→ Aim of the task
When the line with "Authentication error types." appears below, start repeating lines exactly, and keep going through the line with "a non-success status."; add nothing outside that span.

________________

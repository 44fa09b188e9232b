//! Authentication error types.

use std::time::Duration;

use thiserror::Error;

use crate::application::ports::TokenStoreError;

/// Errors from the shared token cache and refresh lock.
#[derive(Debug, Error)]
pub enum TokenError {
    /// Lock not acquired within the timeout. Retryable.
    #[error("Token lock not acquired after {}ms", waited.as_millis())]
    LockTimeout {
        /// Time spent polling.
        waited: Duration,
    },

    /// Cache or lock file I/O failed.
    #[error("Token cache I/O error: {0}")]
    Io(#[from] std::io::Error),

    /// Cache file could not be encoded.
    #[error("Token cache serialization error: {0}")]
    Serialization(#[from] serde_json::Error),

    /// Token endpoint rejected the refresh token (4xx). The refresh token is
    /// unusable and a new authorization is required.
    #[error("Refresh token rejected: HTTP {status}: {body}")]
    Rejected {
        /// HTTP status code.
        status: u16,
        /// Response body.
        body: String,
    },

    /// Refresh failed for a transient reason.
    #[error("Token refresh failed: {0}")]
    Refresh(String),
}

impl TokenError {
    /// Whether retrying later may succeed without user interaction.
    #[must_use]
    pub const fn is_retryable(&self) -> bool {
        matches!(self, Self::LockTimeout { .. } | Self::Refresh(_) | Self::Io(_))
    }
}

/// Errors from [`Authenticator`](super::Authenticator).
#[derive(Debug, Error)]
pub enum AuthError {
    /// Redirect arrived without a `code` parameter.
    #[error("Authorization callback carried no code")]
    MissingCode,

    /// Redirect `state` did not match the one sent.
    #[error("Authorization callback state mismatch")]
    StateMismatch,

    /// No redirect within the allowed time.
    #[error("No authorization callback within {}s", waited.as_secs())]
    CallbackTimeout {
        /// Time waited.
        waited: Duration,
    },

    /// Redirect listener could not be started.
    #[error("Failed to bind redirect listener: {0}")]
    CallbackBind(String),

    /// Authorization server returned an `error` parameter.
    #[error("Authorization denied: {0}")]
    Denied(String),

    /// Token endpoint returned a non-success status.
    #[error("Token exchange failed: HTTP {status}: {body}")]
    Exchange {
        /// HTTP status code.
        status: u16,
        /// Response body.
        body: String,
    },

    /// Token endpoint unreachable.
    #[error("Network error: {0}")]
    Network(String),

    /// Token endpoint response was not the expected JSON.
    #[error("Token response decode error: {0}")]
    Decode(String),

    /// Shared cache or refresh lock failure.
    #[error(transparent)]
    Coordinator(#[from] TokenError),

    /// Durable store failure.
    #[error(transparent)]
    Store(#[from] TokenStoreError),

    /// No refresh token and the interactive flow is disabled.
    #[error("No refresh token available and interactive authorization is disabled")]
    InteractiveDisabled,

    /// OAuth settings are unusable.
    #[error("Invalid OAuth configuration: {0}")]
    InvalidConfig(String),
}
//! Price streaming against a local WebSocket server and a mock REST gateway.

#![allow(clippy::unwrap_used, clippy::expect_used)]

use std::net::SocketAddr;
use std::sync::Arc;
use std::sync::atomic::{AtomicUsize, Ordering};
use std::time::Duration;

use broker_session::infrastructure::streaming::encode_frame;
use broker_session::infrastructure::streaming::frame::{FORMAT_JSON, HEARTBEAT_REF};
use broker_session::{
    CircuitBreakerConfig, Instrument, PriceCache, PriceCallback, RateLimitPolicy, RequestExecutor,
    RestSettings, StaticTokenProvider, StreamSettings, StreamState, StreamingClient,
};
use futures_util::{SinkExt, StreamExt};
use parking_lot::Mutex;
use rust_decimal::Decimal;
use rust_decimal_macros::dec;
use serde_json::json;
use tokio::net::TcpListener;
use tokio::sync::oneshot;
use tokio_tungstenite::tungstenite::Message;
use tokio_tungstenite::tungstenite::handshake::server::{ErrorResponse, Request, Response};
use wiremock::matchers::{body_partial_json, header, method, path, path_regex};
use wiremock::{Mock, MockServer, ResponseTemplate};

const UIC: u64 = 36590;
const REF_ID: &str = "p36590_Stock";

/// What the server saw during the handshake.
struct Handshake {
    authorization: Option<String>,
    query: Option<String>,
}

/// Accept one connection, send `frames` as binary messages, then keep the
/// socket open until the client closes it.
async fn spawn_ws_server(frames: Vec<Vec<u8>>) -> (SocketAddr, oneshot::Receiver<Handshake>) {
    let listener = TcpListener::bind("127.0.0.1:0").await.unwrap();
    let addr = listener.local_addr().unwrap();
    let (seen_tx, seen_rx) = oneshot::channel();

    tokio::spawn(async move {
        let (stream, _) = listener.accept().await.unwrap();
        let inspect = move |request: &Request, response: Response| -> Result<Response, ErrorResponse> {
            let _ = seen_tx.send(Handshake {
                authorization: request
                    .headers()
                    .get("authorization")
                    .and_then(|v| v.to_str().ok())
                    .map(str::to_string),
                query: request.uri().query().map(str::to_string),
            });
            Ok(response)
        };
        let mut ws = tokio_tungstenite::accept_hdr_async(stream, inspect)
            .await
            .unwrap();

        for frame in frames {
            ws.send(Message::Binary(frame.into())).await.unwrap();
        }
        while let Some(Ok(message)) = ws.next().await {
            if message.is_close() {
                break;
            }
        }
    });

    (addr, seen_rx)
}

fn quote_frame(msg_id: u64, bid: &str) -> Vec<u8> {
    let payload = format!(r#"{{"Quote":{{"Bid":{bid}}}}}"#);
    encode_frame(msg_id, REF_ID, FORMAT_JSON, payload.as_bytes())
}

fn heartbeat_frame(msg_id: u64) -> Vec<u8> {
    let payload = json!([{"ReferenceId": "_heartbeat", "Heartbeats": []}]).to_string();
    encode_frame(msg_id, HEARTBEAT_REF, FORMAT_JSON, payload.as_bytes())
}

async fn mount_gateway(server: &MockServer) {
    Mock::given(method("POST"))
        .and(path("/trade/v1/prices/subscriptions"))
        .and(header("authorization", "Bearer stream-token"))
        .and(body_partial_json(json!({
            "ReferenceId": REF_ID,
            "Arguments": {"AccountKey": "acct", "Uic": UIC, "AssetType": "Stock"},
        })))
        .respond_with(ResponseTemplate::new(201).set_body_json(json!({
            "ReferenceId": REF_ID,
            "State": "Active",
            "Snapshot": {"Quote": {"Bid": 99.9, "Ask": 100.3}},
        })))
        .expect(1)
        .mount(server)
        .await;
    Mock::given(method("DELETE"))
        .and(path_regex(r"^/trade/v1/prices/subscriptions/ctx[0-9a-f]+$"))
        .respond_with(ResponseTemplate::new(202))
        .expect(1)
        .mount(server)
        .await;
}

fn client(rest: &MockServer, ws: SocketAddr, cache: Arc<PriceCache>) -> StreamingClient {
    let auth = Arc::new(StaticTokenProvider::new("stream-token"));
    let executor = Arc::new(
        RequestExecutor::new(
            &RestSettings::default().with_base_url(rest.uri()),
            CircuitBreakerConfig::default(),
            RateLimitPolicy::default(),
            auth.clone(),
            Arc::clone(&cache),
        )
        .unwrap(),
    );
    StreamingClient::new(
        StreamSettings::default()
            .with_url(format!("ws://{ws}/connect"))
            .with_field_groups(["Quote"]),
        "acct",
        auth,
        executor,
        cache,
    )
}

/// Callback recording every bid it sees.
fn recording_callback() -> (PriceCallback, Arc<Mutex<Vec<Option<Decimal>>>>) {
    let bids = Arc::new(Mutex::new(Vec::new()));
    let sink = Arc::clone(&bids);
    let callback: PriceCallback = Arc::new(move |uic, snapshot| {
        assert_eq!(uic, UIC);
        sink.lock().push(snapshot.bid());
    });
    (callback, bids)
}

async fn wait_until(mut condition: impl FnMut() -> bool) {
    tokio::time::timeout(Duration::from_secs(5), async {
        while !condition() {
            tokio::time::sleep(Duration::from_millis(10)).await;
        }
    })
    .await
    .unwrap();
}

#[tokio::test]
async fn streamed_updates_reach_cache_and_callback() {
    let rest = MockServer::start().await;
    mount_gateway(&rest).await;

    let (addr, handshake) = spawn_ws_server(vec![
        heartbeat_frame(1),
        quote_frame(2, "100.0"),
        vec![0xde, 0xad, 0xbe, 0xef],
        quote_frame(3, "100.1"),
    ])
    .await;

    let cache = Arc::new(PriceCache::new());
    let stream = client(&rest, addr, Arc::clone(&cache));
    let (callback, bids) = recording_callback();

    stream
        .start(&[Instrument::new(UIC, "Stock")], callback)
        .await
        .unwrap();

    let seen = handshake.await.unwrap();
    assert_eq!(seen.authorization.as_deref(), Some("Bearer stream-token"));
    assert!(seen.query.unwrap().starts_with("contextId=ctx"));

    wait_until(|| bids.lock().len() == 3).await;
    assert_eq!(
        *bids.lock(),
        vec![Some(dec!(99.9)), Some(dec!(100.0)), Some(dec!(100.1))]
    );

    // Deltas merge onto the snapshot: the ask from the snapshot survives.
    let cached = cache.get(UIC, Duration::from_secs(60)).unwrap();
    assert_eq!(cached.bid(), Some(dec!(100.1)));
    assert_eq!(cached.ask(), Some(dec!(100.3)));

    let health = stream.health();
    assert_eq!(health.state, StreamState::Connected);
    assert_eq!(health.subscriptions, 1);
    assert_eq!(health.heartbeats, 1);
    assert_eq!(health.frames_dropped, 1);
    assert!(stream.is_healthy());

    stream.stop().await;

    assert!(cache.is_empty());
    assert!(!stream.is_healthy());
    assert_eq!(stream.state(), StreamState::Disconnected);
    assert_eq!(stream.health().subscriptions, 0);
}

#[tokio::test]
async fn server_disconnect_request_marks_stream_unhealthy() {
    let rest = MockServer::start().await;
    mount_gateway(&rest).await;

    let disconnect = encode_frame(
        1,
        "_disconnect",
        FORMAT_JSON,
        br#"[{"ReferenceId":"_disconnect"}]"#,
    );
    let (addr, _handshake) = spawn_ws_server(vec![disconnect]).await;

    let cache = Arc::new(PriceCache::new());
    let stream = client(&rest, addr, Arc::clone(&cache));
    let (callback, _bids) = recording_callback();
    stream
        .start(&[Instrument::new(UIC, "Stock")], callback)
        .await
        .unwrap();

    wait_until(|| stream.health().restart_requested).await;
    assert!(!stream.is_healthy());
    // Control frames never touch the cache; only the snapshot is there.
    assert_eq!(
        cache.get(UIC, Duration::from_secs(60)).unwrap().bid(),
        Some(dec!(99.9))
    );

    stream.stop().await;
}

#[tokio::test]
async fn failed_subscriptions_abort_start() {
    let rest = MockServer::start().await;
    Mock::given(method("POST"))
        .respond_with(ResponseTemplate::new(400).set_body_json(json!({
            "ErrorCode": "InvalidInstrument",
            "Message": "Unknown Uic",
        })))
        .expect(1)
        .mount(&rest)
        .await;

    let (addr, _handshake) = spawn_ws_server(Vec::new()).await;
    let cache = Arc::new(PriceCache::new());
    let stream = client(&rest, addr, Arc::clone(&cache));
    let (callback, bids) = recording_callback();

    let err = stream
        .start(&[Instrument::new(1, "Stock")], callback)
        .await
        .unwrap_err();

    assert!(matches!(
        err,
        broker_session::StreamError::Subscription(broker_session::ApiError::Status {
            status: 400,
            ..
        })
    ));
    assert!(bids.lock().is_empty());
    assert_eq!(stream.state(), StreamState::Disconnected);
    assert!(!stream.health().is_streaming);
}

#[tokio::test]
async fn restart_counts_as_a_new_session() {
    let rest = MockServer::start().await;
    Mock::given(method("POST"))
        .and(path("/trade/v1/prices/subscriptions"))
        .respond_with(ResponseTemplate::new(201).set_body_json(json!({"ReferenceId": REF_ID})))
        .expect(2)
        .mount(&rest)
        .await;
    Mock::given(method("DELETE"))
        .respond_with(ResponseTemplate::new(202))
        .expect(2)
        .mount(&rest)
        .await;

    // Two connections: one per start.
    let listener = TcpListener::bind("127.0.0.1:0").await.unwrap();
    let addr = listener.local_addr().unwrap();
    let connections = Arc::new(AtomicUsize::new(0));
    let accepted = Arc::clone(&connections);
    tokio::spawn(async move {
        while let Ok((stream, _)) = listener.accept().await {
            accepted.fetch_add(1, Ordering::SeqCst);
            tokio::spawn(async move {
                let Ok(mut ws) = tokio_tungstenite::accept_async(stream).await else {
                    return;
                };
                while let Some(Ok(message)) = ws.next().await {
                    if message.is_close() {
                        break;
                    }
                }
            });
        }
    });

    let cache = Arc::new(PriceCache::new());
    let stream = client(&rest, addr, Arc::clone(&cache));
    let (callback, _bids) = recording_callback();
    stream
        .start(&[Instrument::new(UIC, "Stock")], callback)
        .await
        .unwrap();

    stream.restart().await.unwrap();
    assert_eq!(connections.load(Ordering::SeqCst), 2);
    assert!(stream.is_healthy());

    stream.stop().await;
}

________________

→ Solved exercise
//! Authentication error types.

use std::time::Duration;

use thiserror::Error;

use crate::application::ports::TokenStoreError;

/// Errors from the shared token cache and refresh lock.
#[derive(Debug, Error)]
pub enum TokenError {
    /// Lock not acquired within the timeout. Retryable.
    #[error("Token lock not acquired after {}ms", waited.as_millis())]
    LockTimeout {
        /// Time spent polling.
        waited: Duration,
    },

    /// Cache or lock file I/O failed.
    #[error("Token cache I/O error: {0}")]
    Io(#[from] std::io::Error),

    /// Cache file could not be encoded.
    #[error("Token cache serialization error: {0}")]
    Serialization(#[from] serde_json::Error),

    /// Token endpoint rejected the refresh token (4xx). The refresh token is
    /// unusable and a new authorization is required.
    #[error("Refresh token rejected: HTTP {status}: {body}")]
    Rejected {
        /// HTTP status code.
        status: u16,
        /// Response body.
        body: String,
    },

    /// Refresh failed for a transient reason.
    #[error("Token refresh failed: {0}")]
    Refresh(String),
}

impl TokenError {
    /// Whether retrying later may succeed without user interaction.
    #[must_use]
    pub const fn is_retryable(&self) -> bool {
        matches!(self, Self::LockTimeout { .. } | Self::Refresh(_) | Self::Io(_))
    }
}

/// Errors from [`Authenticator`](super::Authenticator).
#[derive(Debug, Error)]
pub enum AuthError {
    /// Redirect arrived without a `code` parameter.
    #[error("Authorization callback carried no code")]
    MissingCode,

    /// Redirect `state` did not match the one sent.
    #[error("Authorization callback state mismatch")]
    StateMismatch,

    /// No redirect within the allowed time.
    #[error("No authorization callback within {}s", waited.as_secs())]
    CallbackTimeout {
        /// Time waited.
        waited: Duration,
    },

    /// Redirect listener could not be started.
    #[error("Failed to bind redirect listener: {0}")]
    CallbackBind(String),

    /// Authorization server returned an `error` parameter.
    #[error("Authorization denied: {0}")]
    Denied(String),

    /// Token endpoint returned a non-success status.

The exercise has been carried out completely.